The Use of Electrical Potential
Faraday's Law
The direction of the electric field at several points can be illustrated graphically using force lines (imaginary). This basic concept was put forward by Michael Faraday who said:
A line of force in an electric field is a
lines of force are drawn when tangents at each point indicate the direction of the electric field at that point.
Force line direction
The line of force goes out from the positive charge and into the negative force. To show the directions of the force lines an experiment can be carried out as follows:
The strength of the electric field at a point in space is proportional to the number of lines of force per unit surface area that is perpendicular to the electric field at that point. It can be concluded that the strength of the electric field will feel strong if the distance between the two charges is close together, so that the resulting line of force is very tight.

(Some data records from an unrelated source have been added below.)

/// Chainable setters for the optional fields of an endpoint payload.
macro_rules! optional_setters {
    ($ty:ty { $($field:ident: $val:ty),* $(,)? }) => {
        impl $ty {
            $(
                #[inline]
                pub fn $field(mut self, v: impl Into<$val>) -> Self {
                    self.$field = Some(v.into());
                    self
                }
            )*
        }
    };
}
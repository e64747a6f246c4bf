use ivcap_core::prelude::UrlPath;

const ROOT: &str = "1/services";

pub fn list_service_path() -> String {
    UrlPath::new().with_raw(ROOT).into_string()
}

pub fn create_service_path() -> String {
    UrlPath::new().with_raw(ROOT).into_string()
}

fn service_path(id: &str) -> String {
    UrlPath::new().with_raw(ROOT).with_segment(id).into_string()
}

pub fn read_service_path(id: &str) -> String {
    service_path(id)
}

pub fn update_service_path(id: &str) -> String {
    service_path(id)
}

pub fn delete_service_path(id: &str) -> String {
    service_path(id)
}
use crate::codec::json::Json;
use crate::codec::text::Text;
use crate::codec::{ContentType, Decodes, Encodes, Format, FormatType, NoContent};
use crate::error::{ApiClientError, FxError};
use crate::policy::Policy;
use crate::secret::SecretString;
use crate::service_error::ErrorKind;
use crate::transport::RequestBody;
use crate::validate::ValidationError;
use crate::view::{ResultView, VIEW_HEADER, Viewed, validate_all};
use bytes::Bytes;
use http::{HeaderMap, Method, StatusCode};
use std::marker::PhantomData;

/// Why a request could not be built. Tagged with the operation by the client.
#[derive(Debug)]
pub enum RequestError {
    MissingField(&'static str),
    InvalidPayload(ValidationError),
    InvalidHeader(&'static str),
    Encoding(FxError),
}

impl RequestError {
    pub(crate) fn in_operation(self, service: &'static str, method: &'static str) -> ApiClientError {
        match self {
            RequestError::MissingField(field) => ApiClientError::MissingField {
                service,
                method,
                field,
            },
            RequestError::InvalidPayload(source) => ApiClientError::InvalidPayload {
                service,
                method,
                source,
            },
            RequestError::InvalidHeader(name) => ApiClientError::InvalidHeader {
                service,
                method,
                name,
            },
            RequestError::Encoding(source) => ApiClientError::Encoding {
                service,
                method,
                source,
            },
        }
    }
}

/// Fails with `MissingField` when `value` is empty.
pub fn require(field: &'static str, value: &str) -> Result<(), RequestError> {
    if value.is_empty() {
        Err(RequestError::MissingField(field))
    } else {
        Ok(())
    }
}

/// Serializes `value` with `Enc` and tags it with the codec's content type.
pub fn encode_body<Enc, T>(value: &T) -> Result<RequestBody, RequestError>
where
    Enc: Encodes<T>,
{
    let bytes = Enc::encode(value).map_err(|e| RequestError::Encoding(Box::new(e)))?;
    Ok(RequestBody::Bytes {
        bytes,
        content_type: Enc::CONTENT_TYPE,
        format: Enc::FORMAT_TYPE,
    })
}

#[inline]
pub fn json_body<T: serde::Serialize>(value: &T) -> Result<RequestBody, RequestError> {
    encode_body::<Json, T>(value)
}

/// Why a success body could not be turned into a result.
#[derive(Debug)]
pub enum DecodeError {
    Decoding(FxError),
    Validation(ValidationError),
}

impl From<ValidationError> for DecodeError {
    fn from(e: ValidationError) -> Self {
        DecodeError::Validation(e)
    }
}

/// Decodes the body of a declared success status.
pub trait ResponseSpec: Send + 'static {
    type Output: Send + 'static;

    /// Accept value injected by the client; "" leaves Accept unset.
    const ACCEPT: &'static str;
    const FORMAT: Format;

    fn decode(
        status: StatusCode,
        headers: &HeaderMap,
        body: &Bytes,
    ) -> Result<Self::Output, DecodeError>;
}

/// One gateway operation.
pub trait Endpoint: Send + Sized + 'static {
    const SERVICE: &'static str;
    const NAME: &'static str;
    const METHOD: Method;

    /// Statuses decoded as success.
    const SUCCESS: &'static [StatusCode] = &[StatusCode::OK];
    /// Declared error kinds; anything else is an invalid response.
    const ERRORS: &'static [ErrorKind];

    type Response: ResponseSpec;

    fn jwt(&self) -> &SecretString;

    /// Preconditions and payload checks, run before anything is built.
    fn validate(&self) -> Result<(), RequestError> {
        Ok(())
    }

    /// Already percent-encoded request path.
    fn path(&self) -> String;

    /// Query parameters and extra headers.
    fn policy(&self, _policy: &mut Policy) -> Result<(), RequestError> {
        Ok(())
    }

    fn into_body(self) -> Result<RequestBody, RequestError> {
        Ok(RequestBody::Empty)
    }
}

fn decode_with<Dec, T>(body: &Bytes) -> Result<T, DecodeError>
where
    Dec: Decodes<T>,
{
    Dec::decode(body).map_err(|e| DecodeError::Decoding(Box::new(e)))
}

/// View name announced by the response, empty when absent.
pub fn response_view(headers: &HeaderMap) -> &str {
    headers
        .get(VIEW_HEADER)
        .and_then(|v| v.to_str().ok())
        .unwrap_or("")
}

/// JSON result rendered with a view. With `HEADER_VIEW` the view comes from
/// the `goa-view` response header, otherwise it is always the default one.
pub struct JsonView<V, const HEADER_VIEW: bool = false>(PhantomData<fn() -> V>);

impl<V, const HEADER_VIEW: bool> ResponseSpec for JsonView<V, HEADER_VIEW>
where
    V: ResultView + serde::de::DeserializeOwned + 'static,
    V::Result: Send + 'static,
{
    type Output = V::Result;
    const ACCEPT: &'static str = Json::CONTENT_TYPE;
    const FORMAT: Format = Json::FORMAT_TYPE;

    fn decode(_: StatusCode, headers: &HeaderMap, body: &Bytes) -> Result<V::Result, DecodeError> {
        let projected: V = decode_with::<Json, V>(body)?;
        let view = if HEADER_VIEW {
            response_view(headers)
        } else {
            ""
        };
        Ok(Viewed::new(projected, view).resolve()?)
    }
}

/// JSON array of viewed items, always in the default view.
pub struct JsonViewCollection<V>(PhantomData<fn() -> V>);

impl<V> ResponseSpec for JsonViewCollection<V>
where
    V: ResultView + serde::de::DeserializeOwned + 'static,
    V::Result: Send + 'static,
{
    type Output = Vec<V::Result>;
    const ACCEPT: &'static str = Json::CONTENT_TYPE;
    const FORMAT: Format = Json::FORMAT_TYPE;

    fn decode(_: StatusCode, _: &HeaderMap, body: &Bytes) -> Result<Self::Output, DecodeError> {
        let items: Vec<V> = decode_with::<Json, Vec<V>>(body)?;
        validate_all("items", &items, crate::view::DEFAULT_VIEW)?;
        Ok(items.into_iter().map(V::into_result).collect())
    }
}

/// Success without a body.
pub struct Empty;

impl ResponseSpec for Empty {
    type Output = ();
    const ACCEPT: &'static str = NoContent::CONTENT_TYPE;
    const FORMAT: Format = NoContent::FORMAT_TYPE;

    fn decode(_: StatusCode, _: &HeaderMap, body: &Bytes) -> Result<(), DecodeError> {
        decode_with::<NoContent, ()>(body)
    }
}

/// Raw UTF-8 body, e.g. log output.
pub struct RawText;

impl ResponseSpec for RawText {
    type Output = String;
    const ACCEPT: &'static str = "";
    const FORMAT: Format = Text::FORMAT_TYPE;

    fn decode(_: StatusCode, _: &HeaderMap, body: &Bytes) -> Result<String, DecodeError> {
        decode_with::<Text, String>(body)
    }
}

Conversely, if the two charges are far apart, the strong electric field that is formed will be weak.
The use of electrical potential can be connected with
the concept of electric fields, the basics of electrical circuits, as well as practical problems associated with electrical devices. To explain
the definition and nature of two points with potential difference that lie in an electric field as potential differences between the two points.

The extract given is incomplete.